[OpenAFS] Re: enobufs, "No buffer space available" messages

Andrew Deason adeason@sinenomine.net
Sat, 12 Jul 2014 22:37:19 -0500

On Fri, 11 Jul 2014 17:13:44 -0700 (PDT)
Renata Maria Dart <renata@slac.stanford.edu> wrote:

> Hi, I found some earlier discussion on openafs about this error
> message popping out, it seems when a transaction has taken "longer"
> than expected.  I couldn't find anything though that described a
> "fix".  Is there a fix?  Or is the fix to get a faster server?  :-)

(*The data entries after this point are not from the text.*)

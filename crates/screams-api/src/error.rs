//! API error type and [`axum::response::IntoResponse`] implementation.

use axum::{
  Json,
  extract::rejection::QueryRejection,
  http::{HeaderValue, StatusCode, header},
  response::{IntoResponse, Response},
};
use serde_json::json;
use thiserror::Error;

/// An error returned by an API handler or the auth middleware.
///
/// Every variant renders as `{"error": "<message>"}`.
#[derive(Debug, Error)]
pub enum ApiError {
  #[error("{0}")]
  NotFound(String),

  #[error("{0}")]
  BadRequest(String),

  #[error("unauthorized")]
  Unauthorized,

  #[error("{0}")]
  Store(#[source] Box<dyn std::error::Error + Send + Sync>),
}

impl ApiError {
  pub fn not_found(message: &str) -> Self { Self::NotFound(message.to_owned()) }

  pub fn bad_request(message: &str) -> Self {
    Self::BadRequest(message.to_owned())
  }
}

impl From<QueryRejection> for ApiError {
  fn from(rejection: QueryRejection) -> Self {
    Self::BadRequest(rejection.body_text())
  }
}

impl IntoResponse for ApiError {
  fn into_response(self) -> Response {
    let status = match &self {
      ApiError::NotFound(_) => StatusCode::NOT_FOUND,
      ApiError::BadRequest(_) => StatusCode::BAD_REQUEST,
      ApiError::Unauthorized => StatusCode::UNAUTHORIZED,
      ApiError::Store(_) => StatusCode::INTERNAL_SERVER_ERROR,
    };
    let mut res = (status, Json(json!({ "error": self.to_string() }))).into_response();
    if status == StatusCode::UNAUTHORIZED {
      res.headers_mut().insert(
        header::WWW_AUTHENTICATE,
        HeaderValue::from_static("Basic realm=\"screams\""),
      );
    }
    res
  }
}
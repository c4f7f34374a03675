//! ScreamHistory: write-once snapshots of a scream taken before each edit.

use chrono::{DateTime, Utc};
use serde::{Deserialize, Serialize};

use crate::{Error, Result, scream::{Scream, is_blank}};

/// The state of a scream as it was just before an update.
///
/// `id` identifies the snapshot itself; `scream_id` is the scream it was
/// taken from.
#[derive(Debug, Clone, PartialEq, Eq, Serialize, Deserialize)]
#[serde(rename_all = "camelCase")]
pub struct ScreamHistory {
  pub id:            i64,
  pub scream_id:     i64,
  pub body:          String,
  pub user_id:       i64,
  pub parent_id:     i64,
  pub reply_to_id:   i64,
  pub source_app_id: i64,
  pub total_views:   i64,
  pub date_created:  DateTime<Utc>,
  pub date_edited:   Option<DateTime<Utc>>,
  /// When the snapshot was taken.
  pub date_recorded: DateTime<Utc>,
}

impl ScreamHistory {
  /// Copy a stored scream into an unsaved snapshot. Returns `None` if the
  /// scream has never been stored.
  pub fn snapshot(scream: &Scream) -> Option<Self> {
    if !scream.is_persisted() {
      return None;
    }
    Some(Self {
      id:            0,
      scream_id:     scream.id,
      body:          scream.body.clone(),
      user_id:       scream.user_id,
      parent_id:     scream.parent_id,
      reply_to_id:   scream.reply_to_id,
      source_app_id: scream.source_app_id,
      total_views:   scream.total_views,
      date_created:  scream.date_created,
      date_edited:   scream.date_edited,
      date_recorded: Utc::now(),
    })
  }

  pub fn check_create(&self) -> Result<()> {
    if self.scream_id < 1 || is_blank(&self.body) || self.user_id < 1 {
      return Err(Error::InvalidHistory);
    }
    Ok(())
  }

  pub fn check_read(&self) -> Result<()> { Err(Error::HistoryWriteOnly) }

  pub fn check_update(&self) -> Result<()> { Err(Error::HistoryWriteOnly) }

  pub fn check_delete(&self) -> Result<()> { Err(Error::HistoryWriteOnly) }
}

#[cfg(test)]
mod tests {
  use super::*;

  fn stored(id: i64) -> Scream {
    let mut s = Scream::new(5, "original");
    s.id = id;
    s.parent_id = 2;
    s.total_views = 11;
    s
  }

  #[test]
  fn snapshot_copies_every_field() {
    let scream = stored(3);
    let h = ScreamHistory::snapshot(&scream).unwrap();
    assert_eq!(h.id, 0);
    assert_eq!(h.scream_id, 3);
    assert_eq!(h.body, "original");
    assert_eq!(h.user_id, 5);
    assert_eq!(h.parent_id, 2);
    assert_eq!(h.total_views, 11);
    assert_eq!(h.date_created, scream.date_created);
    assert!(h.check_create().is_ok());
  }

  #[test]
  fn snapshot_of_unsaved_scream_is_none() {
    assert!(ScreamHistory::snapshot(&Scream::new(5, "x")).is_none());
  }

  #[test]
  fn create_requires_source_body_and_author() {
    let mut h = ScreamHistory::snapshot(&stored(3)).unwrap();
    h.body = String::new();
    assert!(matches!(h.check_create(), Err(Error::InvalidHistory)));
  }

  #[test]
  fn read_update_delete_always_fail() {
    let h = ScreamHistory::snapshot(&stored(3)).unwrap();
    assert!(matches!(h.check_read(), Err(Error::HistoryWriteOnly)));
    assert!(matches!(h.check_update(), Err(Error::HistoryWriteOnly)));
    assert!(matches!(h.check_delete(), Err(Error::HistoryWriteOnly)));
  }
}
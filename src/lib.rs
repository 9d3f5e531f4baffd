//! `reelsmith` - script to vertical video
//!
//! # Pipeline
//!
//! - **Speech**: narration through a TTS provider, with one retry on a
//!   fallback voice and tempo adjustment
//! - **Timestamps**: provider alignment, then transcription, then an even
//!   split of the narration
//! - **Footage**: scored stock clip search with bounded parallel downloads
//! - **Captions**: word-highlight karaoke captions rendered as ASS
//! - **Assembly**: ffmpeg filter graphs for the footage track, burned-in
//!   captions and a ducked music bed
//!
//! Jobs run in the background under an [`Orchestrator`], which owns their
//! status from `processing` to `completed` or `failed`.
//!
//! # Example
//!
//! ```rust,no_run
//! use std::sync::Arc;
//! use reelsmith::{Config, GenerationRequest, Job, MemoryJobStore, MemoryScripts, Orchestrator, Pipeline};
//!
//! #[tokio::main]
//! async fn main() -> anyhow::Result<()> {
//!     let config = Config::load(None)?;
//!     let pipeline = Arc::new(Pipeline::from_config(&config)?);
//!     let store = Arc::new(MemoryJobStore::new());
//!     let orchestrator = Orchestrator::new(store.clone(), Arc::new(MemoryScripts::new()), pipeline);
//!
//!     let job = Job::with_random_id();
//!     reelsmith::JobStore::create(store.as_ref(), job.clone()).await?;
//!     orchestrator
//!         .start(&job.id, GenerationRequest { script: "Hello there".into(), ..Default::default() })
//!         .await?;
//!     let done = orchestrator.wait(&job.id).await?;
//!     println!("{}: {:?}", done.status, done.video_path);
//!     Ok(())
//! }
//! ```

pub mod assembler;
pub mod captions;
pub mod config;
pub mod error;
pub mod footage;
pub mod http_client;
pub mod job;
pub mod media;
pub mod pipeline;
pub mod speech;
pub mod timestamps;
pub mod timing;

pub use assembler::{AssemblyInput, Background, MediaAssembler};
pub use captions::{AssWriter, CaptionTrack, SubtitleCompiler};
pub use config::Config;
pub use error::{DownloadError, JobError, PipelineError, ProviderError, ToolInvocationError, ValidationError};
pub use footage::{FootageCandidate, FootageProvider, FootageStage, Orientation, PexelsProvider};
pub use job::{
    FileJobStore, GenerationRequest, Job, JobStatus, JobStore, JobUpdate, MemoryJobStore, MemoryScripts, Orchestrator,
    Script, ScriptProvider, SubmitOptions,
};
pub use media::{FfmpegTranscoder, FfprobeProbe, MediaProbe, TranscodeRequest, Transcoder};
pub use pipeline::{Pipeline, PipelineContext, PipelineOutcome, Ports};
pub use speech::{ElevenLabsProvider, Narration, SpeechProvider, SpeechStage, Synthesis, VoiceConfig};
pub use timestamps::{OpenAiTranscriber, ResolvedTimings, TimestampResolver, TranscriptionProvider, WhisperCli};
pub use timing::{CaptionEvent, WordTiming};

/// Version of reelsmith
pub const VERSION: &str = env!("CARGO_PKG_VERSION");
//! ASS (Advanced SubStation Alpha) rendering of karaoke caption tracks
//!
//! Each [`CaptionEvent`] becomes one `Dialogue` line showing the whole phrase,
//! with a colour override in front of every word so the highlighted word
//! stands out and the rest share the base colour.

use std::fmt::Write as FmtWrite;
use std::path::Path;

use serde::{Deserialize, Serialize};

use super::CaptionTrack;
use crate::config::{CanvasConfig, CaptionConfig};
use crate::error::Result;
use crate::timing::CaptionEvent;

/// Style configuration for the caption style line
#[derive(Debug, Clone, Serialize, Deserialize)]
pub struct SubtitleStyle {
    pub name: String,
    pub font_name: String,
    pub font_size: u32,
    /// Primary color (&HAABBGGRR)
    pub primary_color: String,
    pub secondary_color: String,
    pub outline_color: String,
    /// Background/shadow color
    pub back_color: String,
    pub bold: bool,
    pub outline: f32,
    pub shadow: f32,
    /// Alignment (numpad style: 1-9)
    pub alignment: u8,
    pub margin_l: u32,
    pub margin_r: u32,
    pub margin_v: u32,
}

impl SubtitleStyle {
    /// Bold centred karaoke style: no box, soft outline and shadow
    #[must_use]
    pub fn karaoke(config: &CaptionConfig) -> Self {
        Self {
            name: "Default".to_string(),
            font_name: config.font_name.clone(),
            font_size: config.font_size,
            primary_color: "&H00FFFFFF".to_string(),
            secondary_color: "&H00FFFFFF".to_string(),
            outline_color: "&H40000000".to_string(),
            back_color: "&H00000000".to_string(),
            bold: true,
            outline: config.outline,
            shadow: config.shadow,
            alignment: 5,
            margin_l: config.safe_side,
            margin_r: config.safe_side,
            margin_v: 0,
        }
    }

    /// Format as ASS style line
    fn to_ass_line(&self) -> String {
        format!(
            "Style: {},{},{},{},{},{},{},{},0,0,0,100,100,0,0,1,{},{},{},{},{},{},1",
            self.name,
            self.font_name,
            self.font_size,
            self.primary_color,
            self.secondary_color,
            self.outline_color,
            self.back_color,
            if self.bold { -1 } else { 0 },
            self.outline,
            self.shadow,
            self.alignment,
            self.margin_l,
            self.margin_r,
            self.margin_v
        )
    }
}

/// Format seconds as an ASS timestamp (H:MM:SS.cc).
#[must_use]
pub fn format_ass_time(seconds: f64) -> String {
    let centis = (seconds.max(0.0) * 100.0).round() as u64;
    let hours = centis / 360_000;
    let minutes = (centis % 360_000) / 6_000;
    let secs = (centis % 6_000) / 100;
    let cs = centis % 100;
    format!("{hours}:{minutes:02}:{secs:02}.{cs:02}")
}

/// Escape override-block characters in caption text
fn escape(text: &str) -> String {
    text.replace('\\', "\\\\")
        .replace('{', "\\{")
        .replace('}', "\\}")
}

/// ASS writer for karaoke caption tracks
#[derive(Debug, Clone)]
pub struct AssWriter {
    play_res_x: u32,
    play_res_y: u32,
    style: SubtitleStyle,
    highlight_color: String,
    base_color: String,
    uppercase: bool,
    /// Anchor point of every line, centre of the safe region
    anchor: (u32, u32),
    title: String,
}

impl AssWriter {
    #[must_use]
    pub fn new(canvas: &CanvasConfig, config: &CaptionConfig) -> Self {
        let top = (canvas.height as f32 * config.safe_top.clamp(0.0, 1.0)) as u32;
        let bottom_margin = (canvas.height as f32 * config.safe_bottom.clamp(0.0, 1.0)) as u32;
        let bottom = canvas.height.saturating_sub(bottom_margin).max(top);

        Self {
            play_res_x: canvas.width,
            play_res_y: canvas.height,
            style: SubtitleStyle::karaoke(config),
            highlight_color: config.highlight_color.clone(),
            base_color: config.base_color.clone(),
            uppercase: config.uppercase,
            anchor: (canvas.width / 2, (top + bottom) / 2),
            title: "Karaoke Captions".to_string(),
        }
    }

    /// Generate ASS header
    fn write_header(&self, out: &mut String) -> std::fmt::Result {
        // Script Info section
        writeln!(out, "[Script Info]")?;
        writeln!(out, "Title: {}", self.title)?;
        writeln!(out, "ScriptType: v4.00+")?;
        writeln!(out, "WrapStyle: 0")?;
        writeln!(out, "ScaledBorderAndShadow: yes")?;
        writeln!(out, "PlayResX: {}", self.play_res_x)?;
        writeln!(out, "PlayResY: {}", self.play_res_y)?;
        writeln!(out)?;

        // Styles section
        writeln!(out, "[V4+ Styles]")?;
        writeln!(
            out,
            "Format: Name, Fontname, Fontsize, PrimaryColour, SecondaryColour, \
             OutlineColour, BackColour, Bold, Italic, Underline, StrikeOut, ScaleX, \
             ScaleY, Spacing, Angle, BorderStyle, Outline, Shadow, Alignment, \
             MarginL, MarginR, MarginV, Encoding"
        )?;
        writeln!(out, "{}", self.style.to_ass_line())?;
        writeln!(out)?;

        // Events section header
        writeln!(out, "[Events]")?;
        writeln!(
            out,
            "Format: Layer, Start, End, Style, Name, MarginL, MarginR, MarginV, Effect, Text"
        )
    }

    /// Override-tagged text for one event.
    #[must_use]
    pub fn karaoke_text(&self, event: &CaptionEvent) -> String {
        let (x, y) = self.anchor;
        let words: Vec<String> = event
            .words
            .iter()
            .enumerate()
            .map(|(i, word)| {
                let color = if i == event.highlight {
                    &self.highlight_color
                } else {
                    &self.base_color
                };
                let word = if self.uppercase {
                    word.to_uppercase()
                } else {
                    word.clone()
                };
                format!("{{\\c{color}}}{}", escape(&word))
            })
            .collect();

        format!("{{\\an5\\pos({x},{y})}}{}", words.join(" "))
    }

    /// Render a whole track.
    pub fn render(&self, track: &CaptionTrack) -> std::result::Result<String, std::fmt::Error> {
        let mut out = String::new();
        self.write_header(&mut out)?;

        for event in &track.events {
            writeln!(
                out,
                "Dialogue: 0,{},{},{},,0,0,0,,{}",
                format_ass_time(event.start),
                format_ass_time(event.end),
                self.style.name,
                self.karaoke_text(event)
            )?;
        }

        Ok(out)
    }

    /// Render `track` and write it to `path`.
    pub async fn write_to_file(&self, track: &CaptionTrack, path: &Path) -> Result<()> {
        let content = self.render(track)?;
        tokio::fs::write(path, content).await?;
        Ok(())
    }
}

For the issue where you get the wrong error message, that was fixed in
1.6 as Jeff described.

For the issue where the server takes "too long", there is no single fix,
because the cause is different in a variety of situations. In some
cases, there is no fix, because sometimes disk operations just take that
long. Jeff mentioned a general possible cause involving callbacks, but
other things can cause it, too. If it is disk-performance-related,
sometimes using '-sync never' can help. The only sure-fire way to know
what the cause is is to raise the debugging level when it happens, or
capture a core or pstack, etc. Anything that causes the operation to
take longer than a minute on the server side causes that to happen.

For the issue of the ridiculous behavior that a server kills a call
after it runs for a minute, that is not yet fixed. There is a series of
changes starting with http://gerrit.openafs.org/10773 that are a
proposed fix for that, but it's not a priority for me at the moment, so
it's not getting attention. There is some care to be taken there with
changing timeout-related behavior to make sure nothing else is broken at
the same time.

> The discussion that I am referring to took place in October of last year
> with the subject "No buffer space available" reported by Stephan
> Wiesand.
> This is the last of the discussion that I have found:

For reference, this is referring to this thread, I believe:

Andrew Deason